Tinha havido muitas discussões entre o femicida e as mulheres, especialmente com Pamela e Mercedes, que viviam na pensão há anos e tinham acolhido temporariamente as suas amigas.

“Ele já as tinha ameaçado uma vez. Foi no Natal passado", recordou Diego Hernán Britez, um vendedor ambulante que também estava hospedado na pousada, numa entrevista a Presentes, um meio de comunicação especializado em questões de género e diversidade sexual. “Disse que as ia matar à duas e vejam o que aconteceu agora”.

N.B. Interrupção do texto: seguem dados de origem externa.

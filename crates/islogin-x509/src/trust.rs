#![forbid(unsafe_code)]

//! Trust anchors and the signer trust decision.
//!
//! The identity provider's PKI layout is fixed: the signing certificate is
//! issued directly by an intermediate that the relying party configures as
//! its trust anchor. No chain building is attempted.

use std::path::Path;

use chrono::{DateTime, Utc};
use islogin_core::Error;
use serde::{Deserialize, Serialize};

use crate::certificate::{SignerCertificate, X509Certificate};

/// The Auðkenni "Fullgilt audkenni" intermediate that issues the
/// island.is signing certificate.
pub const EMBEDDED_ANCHOR_PEM: &str = include_str!("../certs/fullgilt-audkenni.pem");

/// A certificate the signer must be issued by.
#[derive(Debug, Clone, PartialEq, Eq)]
pub struct TrustAnchor {
    cert: X509Certificate,
}

impl TrustAnchor {
    /// Wrap a parsed certificate as an anchor.
    ///
    /// Anchors must carry a subject-key-identifier that matches their key;
    /// it is what a signer's authority-key-identifier points at.
    pub fn new(cert: X509Certificate) -> Result<Self, Error> {
        if !cert.has_consistent_key_identifier() {
            return Err(Error::Configuration(format!(
                "trust anchor {} has a missing or inconsistent subject key identifier",
                cert.subject()
            )));
        }
        Ok(Self { cert })
    }

    pub fn certificate(&self) -> &X509Certificate {
        &self.cert
    }
}

/// The configured set of trust anchors. Read-only once loaded.
#[derive(Debug, Clone, PartialEq, Eq)]
pub struct TrustStore {
    anchors: Vec<TrustAnchor>,
}

impl TrustStore {
    /// The anchor shipped with this crate.
    pub fn embedded() -> Result<Self, Error> {
        Self::from_pem(EMBEDDED_ANCHOR_PEM)
    }

    /// Load every `CERTIFICATE` block in `pem`.
    ///
    /// Anything other than certificate blocks and whitespace is rejected.
    pub fn from_pem(pem: &str) -> Result<Self, Error> {
        let anchors = pem_certificates(pem)?
            .into_iter()
            .map(|der| {
                let cert = X509Certificate::from_der(&der)
                    .map_err(|e| Error::Configuration(format!("bad trust anchor: {}", e.reason())))?;
                TrustAnchor::new(cert)
            })
            .collect::<Result<Vec<_>, _>>()?;
        Self::from_anchors(anchors)
    }

    /// Load anchors from a PEM file.
    pub fn from_pem_file(path: impl AsRef<Path>) -> Result<Self, Error> {
        let path = path.as_ref();
        let pem = std::fs::read_to_string(path).map_err(|e| {
            Error::Configuration(format!("cannot read trust anchor {}: {e}", path.display()))
        })?;
        tracing::debug!(path = %path.display(), "loading trust anchors");
        Self::from_pem(&pem)
    }

    pub fn from_anchors(anchors: Vec<TrustAnchor>) -> Result<Self, Error> {
        if anchors.is_empty() {
            return Err(Error::Configuration("no trust anchor certificates".into()));
        }
        Ok(Self { anchors })
    }

    pub fn anchors(&self) -> &[TrustAnchor] {
        &self.anchors
    }

    pub fn len(&self) -> usize {
        self.anchors.len()
    }

    pub fn is_empty(&self) -> bool {
        self.anchors.is_empty()
    }
}

/// Identity the signer certificate must carry.
#[derive(Debug, Clone, PartialEq, Eq, Serialize, Deserialize)]
#[serde(default, deny_unknown_fields)]
pub struct TrustPolicy {
    /// Subject `serialNumber` of the signing certificate (Þjóðskrá Íslands).
    pub expected_subject_serial_number: String,
    /// Issuer `O` of the signing certificate.
    pub expected_issuer_organization: String,
}

impl Default for TrustPolicy {
    fn default() -> Self {
        Self {
            expected_subject_serial_number: "6503760649".into(),
            expected_issuer_organization: "Audkenni hf.".into(),
        }
    }
}

/// Decide whether `cert` may sign login tokens at time `now`.
///
/// Checks, in order:
/// 1. subject serial number and issuer organization match `policy`
/// 2. `now` is within the certificate validity window
/// 3. the subject-key-identifier is present and matches the key
/// 4. an anchor in `store` issued the certificate
pub fn validate_trust(
    cert: &SignerCertificate,
    store: &TrustStore,
    policy: &TrustPolicy,
    now: DateTime<Utc>,
) -> Result<(), Error> {
    let serial = cert.subject_serial_number().unwrap_or_default();
    if serial != policy.expected_subject_serial_number {
        return Err(Error::UntrustedSigner(format!(
            "subject serialNumber {serial:?} is not {:?}",
            policy.expected_subject_serial_number
        )));
    }

    let organization = cert.issuer_organization().unwrap_or_default();
    if organization != policy.expected_issuer_organization {
        return Err(Error::UntrustedSigner(format!(
            "issuer organization {organization:?} is not {:?}",
            policy.expected_issuer_organization
        )));
    }

    if !cert.is_valid_at(now) {
        return Err(Error::UntrustedSigner(format!(
            "certificate is valid from {} to {}, not at {now}",
            cert.not_before(),
            cert.not_after()
        )));
    }

    match cert.subject_key_identifier() {
        Ok(Some(ski)) if ski == cert.computed_key_identifier() => {}
        Ok(Some(_)) => {
            return Err(Error::UntrustedSigner(
                "subject key identifier does not match the public key".into(),
            ))
        }
        Ok(None) => {
            return Err(Error::UntrustedSigner(
                "certificate has no subject key identifier".into(),
            ))
        }
        Err(e) => return Err(Error::UntrustedSigner(e.reason())),
    }

    let issuer_anchor = store
        .anchors()
        .iter()
        .find(|anchor| issued_by(cert, anchor, now).is_ok());
    match issuer_anchor {
        Some(anchor) => {
            tracing::debug!(anchor = %anchor.certificate().subject(), "signer chains to trust anchor");
            Ok(())
        }
        None => {
            // Report the reason against the first anchor; with one anchor
            // this is the precise failure.
            let reason = store
                .anchors()
                .first()
                .and_then(|anchor| issued_by(cert, anchor, now).err())
                .map(|e| e.reason())
                .unwrap_or_else(|| "no trust anchor configured".into());
            Err(Error::UntrustedSigner(format!(
                "not issued by a trust anchor: {reason}"
            )))
        }
    }
}

/// Decode the `CERTIFICATE` blocks of a PEM bundle to DER.
fn pem_certificates(text: &str) -> Result<Vec<Vec<u8>>, Error> {
    const BEGIN: &str = "-----BEGIN ";
    const END: &str = "-----END ";
    let bad = |msg: String| Error::Configuration(format!("bad trust anchor PEM: {msg}"));

    let mut blocks = Vec::new();
    let mut rest = text.trim_start();
    while !rest.is_empty() {
        if !rest.starts_with(BEGIN) {
            return Err(bad("unexpected text outside a PEM block".into()));
        }
        let end = rest
            .find(END)
            .ok_or_else(|| bad("unterminated PEM block".into()))?;
        let line_end = rest[end..].find('\n').map_or(rest.len(), |i| end + i);
        let (label, der) = pem_rfc7468::decode_vec(rest[..line_end].trim_end().as_bytes())
            .map_err(|e| bad(e.to_string()))?;
        if label != "CERTIFICATE" {
            return Err(bad(format!("expected CERTIFICATE, found {label}")));
        }
        blocks.push(der);
        rest = rest[line_end..].trim_start();
    }
    Ok(blocks)
}

fn issued_by(cert: &SignerCertificate, anchor: &TrustAnchor, now: DateTime<Utc>) -> Result<(), Error> {
    let anchor_cert = anchor.certificate();

    if cert.issuer_der().is_none() || cert.issuer_der() != anchor_cert.subject_der() {
        return Err(Error::UntrustedSigner(format!(
            "issuer {} is not {}",
            cert.issuer(),
            anchor_cert.subject()
        )));
    }

    if let Some(aki) = cert.authority_key_identifier()? {
        let anchor_ski = anchor_cert.subject_key_identifier()?;
        if anchor_ski.as_deref() != Some(aki.as_slice()) {
            return Err(Error::UntrustedSigner(
                "authority key identifier does not name the anchor".into(),
            ));
        }
    }

    if !anchor_cert.is_valid_at(now) {
        return Err(Error::UntrustedSigner(format!(
            "trust anchor expired at {}",
            anchor_cert.not_after()
        )));
    }

    cert.verify_signed_by(anchor_cert)
}

#[cfg(test)]
mod tests {
    use super::*;
    use chrono::TimeZone;
    use islogin_core::ErrorKind;

    const ANCHOR: &str = include_str!("../../../testdata/anchor.pem");
    const SIGNER: &str = include_str!("../../../testdata/signer.pem");

    fn now() -> DateTime<Utc> {
        Utc.with_ymd_and_hms(2024, 5, 1, 12, 0, 0).unwrap()
    }

    fn store() -> TrustStore {
        TrustStore::from_pem(ANCHOR).unwrap()
    }

    fn signer(pem: &str) -> SignerCertificate {
        X509Certificate::from_pem(pem).unwrap()
    }

    fn reason(pem: &str) -> String {
        let err = validate_trust(&signer(pem), &store(), &TrustPolicy::default(), now()).unwrap_err();
        assert_eq!(err.kind(), ErrorKind::UntrustedSigner);
        err.reason()
    }

    #[test]
    fn accepts_signer_issued_by_anchor() {
        validate_trust(&signer(SIGNER), &store(), &TrustPolicy::default(), now()).unwrap();
    }

    #[test]
    fn rejects_wrong_subject_serial() {
        let policy = TrustPolicy {
            expected_subject_serial_number: "0000000000".into(),
            ..TrustPolicy::default()
        };
        let err = validate_trust(&signer(SIGNER), &store(), &policy, now()).unwrap_err();
        assert!(err.reason().contains("serialNumber"));
    }

    #[test]
    fn rejects_wrong_issuer_organization() {
        assert!(reason(include_str!("../../../testdata/wrong_issuer_signer.pem")).contains("Evil hf."));
    }

    #[test]
    fn rejects_expired_certificate() {
        assert!(reason(include_str!("../../../testdata/expired_signer.pem")).contains("valid from"));
    }

    #[test]
    fn validity_bounds_are_inclusive() {
        let cert = signer(SIGNER);
        let policy = TrustPolicy::default();
        validate_trust(&cert, &store(), &policy, cert.not_before()).unwrap();
        let before = cert.not_before() - chrono::Duration::seconds(1);
        assert!(validate_trust(&cert, &store(), &policy, before).is_err());
    }

    #[test]
    fn rejects_missing_subject_key_identifier() {
        assert!(reason(include_str!("../../../testdata/no_ski_signer.pem")).contains("no subject key identifier"));
    }

    #[test]
    fn rejects_rogue_chain_with_same_names() {
        let reason = reason(include_str!("../../../testdata/rogue_signer.pem"));
        assert!(reason.contains("not issued by a trust anchor"));
    }

    #[test]
    fn any_anchor_in_store_may_issue() {
        let pem = format!("{}\n{}", EMBEDDED_ANCHOR_PEM, ANCHOR);
        let store = TrustStore::from_pem(&pem).unwrap();
        assert_eq!(store.len(), 2);
        validate_trust(&signer(SIGNER), &store, &TrustPolicy::default(), now()).unwrap();
    }

    #[test]
    fn embedded_store_loads() {
        let store = TrustStore::embedded().unwrap();
        assert_eq!(store.len(), 1);
        // The test signer is not issued by the production anchor.
        let err = validate_trust(&signer(SIGNER), &store, &TrustPolicy::default(), now()).unwrap_err();
        assert_eq!(err.kind(), ErrorKind::UntrustedSigner);
    }

    #[test]
    fn anchor_without_key_identifier_is_a_configuration_error() {
        let err = TrustStore::from_pem(include_str!("../../../testdata/no_ski_signer.pem")).unwrap_err();
        assert_eq!(err.kind(), ErrorKind::Configuration);
        let err = TrustStore::from_pem("no certificates here").unwrap_err();
        assert_eq!(err.kind(), ErrorKind::Configuration);
    }

    #[test]
    fn truncated_bundle_is_rejected() {
        let head: Vec<&str> = EMBEDDED_ANCHOR_PEM.lines().take(5).collect();
        let pem = format!("{ANCHOR}\n{}\n", head.join("\n"));
        let err = TrustStore::from_pem(&pem).unwrap_err();
        assert_eq!(err.kind(), ErrorKind::Configuration);
        assert!(err.reason().contains("unterminated"), "{}", err.reason());

        // A truncated block followed by a complete one.
        let pem = format!("{}\n{ANCHOR}", head.join("\n"));
        let err = TrustStore::from_pem(&pem).unwrap_err();
        assert_eq!(err.kind(), ErrorKind::Configuration);
    }

    #[test]
    fn bundle_must_hold_only_certificates() {
        let err = TrustStore::from_pem(&format!("{ANCHOR}\ntrailing text\n")).unwrap_err();
        assert_eq!(err.kind(), ErrorKind::Configuration);

        let key = ANCHOR.replace("CERTIFICATE", "PUBLIC KEY");
        let err = TrustStore::from_pem(&key).unwrap_err();
        assert!(err.reason().contains("PUBLIC KEY"), "{}", err.reason());

        let store = TrustStore::from_pem(&format!("\n\n{ANCHOR}\r\n\n{EMBEDDED_ANCHOR_PEM}\n")).unwrap();
        assert_eq!(store.len(), 2);
    }

    #[test]
    fn missing_file_is_a_configuration_error() {
        let err = TrustStore::from_pem_file("/nonexistent/anchor.pem").unwrap_err();
        assert_eq!(err.kind(), ErrorKind::Configuration);
    }

    #[test]
    fn policy_deserializes_with_defaults() {
        let policy: TrustPolicy =
            serde_json::from_str(r#"{"expected_issuer_organization": "Test CA"}"#).unwrap();
        assert_eq!(policy.expected_subject_serial_number, "6503760649");
        assert_eq!(policy.expected_issuer_organization, "Test CA");
    }
}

O caso de Andrea é ainda mais chocante se tivermos em conta que ela era uma sobrevivente do massacre de Cromañón, uma tragédia em que 194 pessoas morreram após um incêndio que deflagrou a 30 de dezembro de 2004 numa discoteca em Buenos Aires durante um espetáculo de rock.

A mulher nunca foi incluída na lista de vítimas criada em 2005 pelo governo da cidade de Buenos Aires, nem foi reconhecida no programa de assistência integral às vítimas da tragédia, criado dois anos mais tarde. Ficou sem casa até ser acolhida pelas suas companheiras.

 

O governo de Milei cala-se sobre o lesbocídio

Com todos estes antecedentes, o caso passou despercebido nos meios de comunicação social locais, tendo sido denunciado por várias organizações LGTBI+. Foi necessária a morte de Andrea para que o triplo assassinato de lésbicas começasse a causar um certo impacto nos programas informativos.

O sigilo do governo presidido por Javier Milei sobre o triplo crime não foi uma surpresa. As suas iniciativas falam por si: proibiu a linguagem inclusiva na administração pública, dissolveu o Instituto Nacional contra a Discriminação, a Xenofobia e o Racismo (Inadi), eliminou o Ministério da Mulher, do Género e da Diversidade criado pelo seu antecessor, Alberto Fernández (2019-2023), e desmantelou as políticas públicas promovidas por este organismo.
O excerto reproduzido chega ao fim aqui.